- [Aim of the exercise] Which lines of the entries contain the string "index"? Please find them and copy them.

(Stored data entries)
//! Tantivy schema of the entry index
//!
//! One document per dictionary entry. Nothing is tokenized: every lookup is an
//! exact term match.

use tantivy::schema::{Field, STORED, STRING, Schema};

use crate::errors::StoreError;

/// Separates dictionary name and headword inside the `key` field.
///
/// U+001F (unit separator) does not occur in dictionary names or headwords.
pub const KEY_SEPARATOR: char = '\u{1f}';

/// Typed handles of the entry schema fields.
#[derive(Clone, Copy, Debug)]
pub struct StoreFields {
  /// Owning dictionary name (STRING + STORED)
  pub dictionary: Field,
  /// Headword as imported, case preserved (STRING + STORED)
  pub headword: Field,
  /// `dictionary U+001F headword` (STRING), the upsert and lookup key
  pub key: Field,
  /// Entry payload (STORED only)
  pub payload: Field,
}

impl StoreFields {
  /// Rebuilds the field handles from an on-disk schema.
  ///
  /// # Errors
  /// `StoreError::MissingField` if the index was not created by this crate.
  pub fn from_schema(schema: &Schema) -> Result<Self, StoreError> {
    let field = |name: &str| {
      schema.get_field(name).map_err(|_| StoreError::MissingField { field: name.to_string() })
    };

    Ok(Self {
      dictionary: field("dictionary")?,
      headword: field("headword")?,
      key: field("key")?,
      payload: field("payload")?,
    })
  }
}

/// Builds the entry schema.
pub fn build_schema() -> (Schema, StoreFields) {
  let mut builder = Schema::builder();

  let dictionary = builder.add_text_field("dictionary", STRING | STORED);
  let headword = builder.add_text_field("headword", STRING | STORED);
  let key = builder.add_text_field("key", STRING);
  let payload = builder.add_text_field("payload", STORED);

  (builder.build(), StoreFields { dictionary, headword, key, payload })
}

/// Upsert key of `(dictionary, headword)`
pub fn entry_key(dictionary: &str, headword: &str) -> String {
  format!("{dictionary}{KEY_SEPARATOR}{headword}")
}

- [Output for this exercise]
//! Tantivy schema of the entry index
  /// `StoreError::MissingField` if the index was not created by this crate.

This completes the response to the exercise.